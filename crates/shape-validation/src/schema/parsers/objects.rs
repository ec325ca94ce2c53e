//! Object schema parser
//!
//! This module handles parsing of object schemas which validate mapping values.
//! Objects can have:
//! - properties: Declared property schemas, kept in declaration order
//! - required: Keys that must be present
//! - additionalProperties: `false` forbids undeclared keys
//! - minProperties/maxProperties: Key count constraints

use crate::error::{SchemaError, SchemaPath, SchemaResult};
use indexmap::IndexMap;

use crate::schema::SchemaKind;
use crate::schema::helpers::{SchemaMap, child_path, get_bool, get_string_array, get_usize};
use crate::schema::parser::from_json;
use crate::schema::types::ObjectSchema;

/// Parse an object schema
///
/// Format:
/// ```json
/// {
///   "type": "object",
///   "properties": {"id": {"type": "number"}},
///   "required": ["id"],
///   "additionalProperties": false,
///   "minProperties": 1
/// }
/// ```
pub(in crate::schema) fn parse_object_schema(
    map: &SchemaMap,
    path: &SchemaPath,
) -> SchemaResult<SchemaKind> {
    let min_properties = get_usize(map, "minProperties", path)?;
    let max_properties = get_usize(map, "maxProperties", path)?;
    let required = get_string_array(map, "required", path)?;
    let additional_properties = get_bool(map, "additionalProperties", path)?;

    let properties = match map.get("properties") {
        Some(value) => {
            let entries = value
                .as_object()
                .ok_or_else(|| SchemaError::InvalidField {
                    field: "properties".to_string(),
                    expected: "an object",
                    path: path.clone(),
                })?;

            let properties_path = child_path(path, "properties");
            let mut properties = IndexMap::with_capacity(entries.len());
            for (key, schema) in entries {
                let schema = from_json(schema, &child_path(&properties_path, key.as_str()))?;
                properties.insert(key.clone(), schema);
            }
            Some(properties)
        }
        None => None,
    };

    Ok(SchemaKind::Object(ObjectSchema {
        min_properties,
        max_properties,
        required,
        properties,
        additional_properties,
    }))
}

#[cfg(test)]
mod tests {
    use super::*;
    use crate::schema::Schema;
    use serde_json::{Value, json};

    fn parse(value: Value) -> SchemaResult<SchemaKind> {
        match value {
            Value::Object(map) => parse_object_schema(&map, &SchemaPath::new()),
            _ => panic!("Expected object"),
        }
    }

    #[test]
    fn test_object_schema_keywords() {
        let kind = parse(json!({
            "type": "object",
            "minProperties": 1,
            "maxProperties": 3,
            "required": ["id"],
            "properties": {"id": {"type": "number"}},
            "additionalProperties": false
        }))
        .unwrap();

        if let SchemaKind::Object(o) = kind {
            assert_eq!(o.min_properties, Some(1));
            assert_eq!(o.max_properties, Some(3));
            assert_eq!(o.required, Some(vec!["id".to_string()]));
            assert!(o.is_closed());
            let properties = o.properties.unwrap();
            assert_eq!(properties.get("id"), Some(&Schema::number()));
        } else {
            panic!("Expected Object schema");
        }
    }

    #[test]
    fn test_properties_keep_declaration_order() {
        let kind = parse(json!({
            "type": "object",
            "properties": {
                "zeta": {"type": "string"},
                "alpha": {"type": "string"},
                "mid": {"type": "string"}
            }
        }))
        .unwrap();

        if let SchemaKind::Object(o) = kind {
            let keys: Vec<_> = o.properties.as_ref().unwrap().keys().cloned().collect();
            assert_eq!(keys, vec!["zeta", "alpha", "mid"]);
            assert!(!o.is_closed());
        } else {
            panic!("Expected Object schema");
        }
    }

    #[test]
    fn test_nested_property_error_has_path() {
        let err = parse(json!({
            "type": "object",
            "properties": {"age": {"type": "number", "minimum": "zero"}}
        }))
        .unwrap_err();
        assert_eq!(
            err.to_string(),
            "Field 'minimum' must be a number (at properties > age)"
        );
    }

    #[test]
    fn test_additional_properties_must_be_boolean() {
        let err = parse(json!({"type": "object", "additionalProperties": {}})).unwrap_err();
        assert!(matches!(err, SchemaError::InvalidField { ref field, .. } if field == "additionalProperties"));
    }
}
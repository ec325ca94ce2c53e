//! Schema parser modules
//!
//! This module contains the individual schema kind parsers, organized by
//! category:
//! - primitive: string and number
//! - combinators: anyOf, oneOf
//! - arrays: array schemas, including tuple `items`
//! - objects: object schemas

pub(super) mod arrays;
pub(super) mod combinators;
pub(super) mod objects;
pub(super) mod primitive;

// Re-export parser functions for use within the schema module
pub(super) use arrays::parse_array_schema;
pub(super) use combinators::{parse_anyof_schema, parse_oneof_schema};
pub(super) use objects::parse_object_schema;
pub(super) use primitive::{parse_number_schema, parse_string_schema};
// Structural validation of JSON values
//
// This crate checks a JSON value against a declarative, JSON-Schema-like
// schema (`type`, `nullable`, `anyOf`/`oneOf` and per-type constraint
// keywords) and reports a verdict plus an ordered log of error messages.

pub mod error;
pub mod options;
pub mod schema;
pub mod validator;
pub mod value;

pub use error::{
    InstancePath, PathSegment, SchemaError, SchemaPath, SchemaResult, ValidationError,
    ValidationErrorKind,
};
pub use options::{AdditionalPropertiesCheck, ItemValidation, ValidationOptions};
pub use schema::{
    ArraySchema, ItemsSchema, NumberSchema, ObjectSchema, Pattern, Schema, SchemaKind,
    StringFormat, StringSchema,
};
pub use validator::{
    ValidationContext, ValidationReport, Validator, validate, validate_with_options,
};
pub use value::{JsonKind, deep_equal};
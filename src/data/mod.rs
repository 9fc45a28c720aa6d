//! HTTP data sources that need no browser.
//!
//! Defines the `CryptoFeed` and `FilingLookup` traits and provides
//! implementations for CoinGecko (spot crypto) and SEC EDGAR (filings).

pub mod coingecko;
pub mod edgar;

use anyhow::Result;
use async_trait::async_trait;

use crate::types::{CryptoRecord, FilingRecord};

/// Spot price and 24h change of a cryptocurrency.
#[cfg_attr(test, mockall::automock)]
#[async_trait]
pub trait CryptoFeed: Send + Sync {
    /// Current BTC/USD quote.
    async fn bitcoin(&self) -> Result<CryptoRecord>;
}

/// Latest earnings-related filing of a listed company.
#[cfg_attr(test, mockall::automock)]
#[async_trait]
pub trait FilingLookup: Send + Sync {
    /// Most recent 10-Q or 8-K for `ticker`; `None` when the ticker is
    /// unknown or has no such filing.
    async fn latest_earnings_filing(&self, ticker: &str) -> Result<Option<FilingRecord>>;
}
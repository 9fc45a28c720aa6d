//! Cell normalisation shared by every scraper.
//!
//! Market-cap magnitudes, signed percentages, ticker cleanup and
//! currency stripping. Everything here is best effort: unparsable input
//! maps to 0, `None` or "N/A", never to an error.

use crate::types::NOT_AVAILABLE;

/// Strings the sites use for "no value".
const PLACEHOLDERS: &[&str] = &["", "—", "–", "-", "N/A", "n/a", "NA"];

/// Unicode minus sign used by TradingView for negative numbers.
const UNICODE_MINUS: char = '\u{2212}';

fn is_placeholder(s: &str) -> bool {
    PLACEHOLDERS.contains(&s)
}

/// Remove whitespace (including NBSP / narrow NBSP) and thousands separators.
fn compact(raw: &str) -> String {
    raw.chars()
        .filter(|c| !c.is_whitespace() && *c != ',')
        .map(|c| if c == UNICODE_MINUS { '-' } else { c })
        .collect()
}

/// Parse a market-cap string ("1.5B", "750 M USD", "2,300") into USD.
///
/// Returns 0 for placeholders, unparsable, negative or non-finite input.
pub fn parse_market_cap(raw: &str) -> f64 {
    let compacted = compact(raw);
    let cleaned = compacted
        .trim_start_matches("USD")
        .trim_end_matches("USD")
        .trim_start_matches('$');

    if is_placeholder(cleaned) {
        return 0.0;
    }

    let (number, multiplier) = match cleaned.chars().last() {
        Some('K') | Some('k') => (&cleaned[..cleaned.len() - 1], 1e3),
        Some('M') | Some('m') => (&cleaned[..cleaned.len() - 1], 1e6),
        Some('B') | Some('b') => (&cleaned[..cleaned.len() - 1], 1e9),
        Some('T') | Some('t') => (&cleaned[..cleaned.len() - 1], 1e12),
        _ => (cleaned, 1.0),
    };

    number
        .parse::<f64>()
        .ok()
        .filter(|v| v.is_finite() && *v >= 0.0)
        .map(|v| v * multiplier)
        .unwrap_or(0.0)
}

/// Parse a signed percentage ("+12.34%", "−3.1 %", "-0.5").
/// The sign is preserved; `None` when the text is not a number.
pub fn parse_percent(raw: &str) -> Option<f64> {
    let compacted = compact(raw);
    let cleaned = compacted.trim_end_matches('%');
    let cleaned = cleaned.strip_prefix('+').unwrap_or(cleaned);
    if is_placeholder(cleaned) {
        return None;
    }
    cleaned.parse::<f64>().ok().filter(|v| v.is_finite())
}

/// Percent change from a quote string such as `+$1.23 (+2.45%)`.
/// Falls back to reading the whole string as a percentage.
pub fn parse_change_pct(raw: &str) -> Option<f64> {
    if let (Some(open), Some(close)) = (raw.find('('), raw.rfind(')')) {
        if open < close {
            return parse_percent(&raw[open + 1..close]);
        }
    }
    parse_percent(raw)
}

/// Extract a ticker symbol from a ticker cell.
///
/// Takes the first non-empty line (cells often read "AAPL\nApple Inc."),
/// drops trailing artifact glyphs ("AAPL●" → "AAPL") and validates the
/// result: uppercase ASCII alphanumerics with at most one inner `.`.
pub fn clean_ticker(raw: &str) -> Option<String> {
    let first = raw.lines().map(str::trim).find(|l| !l.is_empty())?;
    let ticker = first
        .trim_start_matches('$')
        .trim_end_matches(|c: char| !c.is_ascii_alphanumeric());

    if is_valid_ticker(ticker) {
        Some(ticker.to_string())
    } else {
        None
    }
}

fn is_valid_ticker(t: &str) -> bool {
    !t.is_empty()
        && t.len() <= 10
        && t.chars().all(|c| c.is_ascii_uppercase() || c.is_ascii_digit() || c == '.')
        && !t.starts_with('.')
        && !t.ends_with('.')
        && t.matches('.').count() <= 1
}

/// Drop a "USD" annotation and all whitespace from a numeric-looking cell.
pub fn strip_currency(raw: &str) -> String {
    let compacted = compact(raw);
    compacted
        .trim_start_matches("USD")
        .trim_end_matches("USD")
        .to_string()
}

/// Replace an empty or dash placeholder with the literal "N/A".
pub fn or_na(value: String) -> String {
    if is_placeholder(value.trim()) {
        NOT_AVAILABLE.to_string()
    } else {
        value
    }
}

/// `strip_currency` followed by `or_na`.
pub fn clean_value(raw: &str) -> String {
    or_na(strip_currency(raw))
}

**Task requirements:** Look through the records for the string "SchemaResult". Copy every line that has it.

**Solution for this exercise:**
use crate::error::{SchemaError, SchemaPath, SchemaResult};
) -> SchemaResult<SchemaKind> {
    fn parse(value: Value) -> SchemaResult<SchemaKind> {
    InstancePath, PathSegment, SchemaError, SchemaPath, SchemaResult, ValidationError,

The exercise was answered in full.